▶ [Exercise]:
In full and without error, repeat the entries below.
^^^^^^^^
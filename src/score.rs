//! Safety-score classifier.
//!
//! Maps a tourist's 0–100 safety score onto a three-tier status. Every view
//! that shows a score (tourist records, the safety page, the dashboard)
//! goes through [`classify_score`] so the thresholds live in one place:
//!
//! | score      | tier        | status    | tone    |
//! |------------|-------------|-----------|---------|
//! | `>= 80`    | Excellent   | active    | safe    |
//! | `60..=79`  | Good        | warning   | warning |
//! | `< 60`     | Caution     | alert     | alert   |

use serde::{Deserialize, Serialize};

use crate::error::{SafetyError, SafetyResult};
use crate::models::Tone;

pub const EXCELLENT_THRESHOLD: i32 = 80;
pub const GOOD_THRESHOLD: i32 = 60;

pub const MIN_SCORE: i32 = 0;
pub const MAX_SCORE: i32 = 100;

// ---

/// Coarse bucket derived from a safety score, ordered worst to best.
#[derive(Debug, Clone, Copy, PartialEq, Eq, PartialOrd, Ord, Hash, Serialize, Deserialize)]
#[serde(rename_all = "lowercase")]
pub enum ScoreTier {
    Caution,
    Good,
    Excellent,
}

/// Tourist status shown in record tables; a pure function of the tier.
#[derive(Debug, Clone, Copy, PartialEq, Eq, Hash, Serialize, Deserialize)]
#[serde(rename_all = "lowercase")]
pub enum TouristStatus {
    Active,
    Warning,
    Alert,
}

impl ScoreTier {
    // ---
    pub fn label(self) -> &'static str {
        match self {
            ScoreTier::Excellent => "Excellent",
            ScoreTier::Good => "Good",
            ScoreTier::Caution => "Caution Required",
        }
    }

    pub fn status(self) -> TouristStatus {
        match self {
            ScoreTier::Excellent => TouristStatus::Active,
            ScoreTier::Good => TouristStatus::Warning,
            ScoreTier::Caution => TouristStatus::Alert,
        }
    }

    pub fn tone(self) -> Tone {
        match self {
            ScoreTier::Excellent => Tone::Safe,
            ScoreTier::Good => Tone::Warning,
            ScoreTier::Caution => Tone::Alert,
        }
    }
}

/// Classification result for a single score.
#[derive(Debug, Clone, Copy, PartialEq, Eq, Serialize)]
pub struct ScoreBadge {
    pub score: i32,
    pub tier: ScoreTier,
    pub label: &'static str,
    pub status: TouristStatus,
    pub tone: Tone,
    pub color: &'static str,
}

/// Tier for a score. Total over `i32`; range checks belong to the caller.
pub fn tier_for(score: i32) -> ScoreTier {
    if score >= EXCELLENT_THRESHOLD {
        ScoreTier::Excellent
    } else if score >= GOOD_THRESHOLD {
        ScoreTier::Good
    } else {
        ScoreTier::Caution
    }
}

pub fn classify_score(score: i32) -> ScoreBadge {
    // ---
    let tier = tier_for(score);
    ScoreBadge {
        score,
        tier,
        label: tier.label(),
        status: tier.status(),
        tone: tier.tone(),
        color: tier.tone().hex(),
    }
}

/// Reject scores outside `0..=100` before they reach the classifier.
pub fn validate_score(score: i32) -> SafetyResult<i32> {
    if (MIN_SCORE..=MAX_SCORE).contains(&score) {
        Ok(score)
    } else {
        Err(SafetyError::validation(
            "score",
            format!("safety score must be between {MIN_SCORE} and {MAX_SCORE}, got {score}"),
        ))
    }
}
^^^^^^^^
▶ [The completed task]:
filename src/score.rs
//! Safety-score classifier.
//!
//! Maps a tourist's 0–100 safety score onto a three-tier status. Every view
//! that shows a score (tourist records, the safety page, the dashboard)
//! goes through [`classify_score`] so the thresholds live in one place:
//!
//! | score      | tier        | status    | tone    |
//! |------------|-------------|-----------|---------|
//! | `>= 80`    | Excellent   | active    | safe    |
//! | `60..=79`  | Good        | warning   | warning |
//! | `< 60`     | Caution     | alert     | alert   |

use serde::{Deserialize, Serialize};

use crate::error::{SafetyError, SafetyResult};
use crate::models::Tone;

pub const EXCELLENT_THRESHOLD: i32 = 80;
pub const GOOD_THRESHOLD: i32 = 60;

pub const MIN_SCORE: i32 = 0;
pub const MAX_SCORE: i32 = 100;

// ---

/// Coarse bucket derived from a safety score, ordered worst to best.
#[derive(Debug, Clone, Copy, PartialEq, Eq, PartialOrd, Ord, Hash, Serialize, Deserialize)]
#[serde(rename_all = "lowercase")]
pub enum ScoreTier {
    Caution,
    Good,
    Excellent,
}

/// Tourist status shown in record tables; a pure function of the tier.
#[derive(Debug, Clone, Copy, PartialEq, Eq, Hash, Serialize, Deserialize)]
#[serde(rename_all = "lowercase")]
pub enum TouristStatus {
    Active,
    Warning,
    Alert,
}

impl ScoreTier {
    // ---
    pub fn label(self) -> &'static str {
        match self {
            ScoreTier::Excellent => "Excellent",
            ScoreTier::Good => "Good",
            ScoreTier::Caution => "Caution Required",
        }
    }

    pub fn status(self) -> TouristStatus {
        match self {
            ScoreTier::Excellent => TouristStatus::Active,
            ScoreTier::Good => TouristStatus::Warning,
            ScoreTier::Caution => TouristStatus::Alert,
        }
    }

    pub fn tone(self) -> Tone {
        match self {
            ScoreTier::Excellent => Tone::Safe,
            ScoreTier::Good => Tone::Warning,
            ScoreTier::Caution => Tone::Alert,
        }
    }
}

/// Classification result for a single score.
#[derive(Debug, Clone, Copy, PartialEq, Eq, Serialize)]
pub struct ScoreBadge {
    pub score: i32,
    pub tier: ScoreTier,
    pub label: &'static str,
    pub status: TouristStatus,
    pub tone: Tone,
    pub color: &'static str,
}

/// Tier for a score. Total over `i32`; range checks belong to the caller.
pub fn tier_for(score: i32) -> ScoreTier {
    if score >= EXCELLENT_THRESHOLD {
        ScoreTier::Excellent
    } else if score >= GOOD_THRESHOLD {
        ScoreTier::Good
    } else {
        ScoreTier::Caution
    }
}

pub fn classify_score(score: i32) -> ScoreBadge {
    // ---
    let tier = tier_for(score);
    ScoreBadge {
        score,
        tier,
        label: tier.label(),
        status: tier.status(),
        tone: tier.tone(),
        color: tier.tone().hex(),
    }
}

/// Reject scores outside `0..=100` before they reach the classifier.
pub fn validate_score(score: i32) -> SafetyResult<i32> {
    if (MIN_SCORE..=MAX_SCORE).contains(&score) {
        Ok(score)
    } else {
        Err(SafetyError::validation(
            "score",
            format!("safety score must be between {MIN_SCORE} and {MAX_SCORE}, got {score}"),
        ))
    }
}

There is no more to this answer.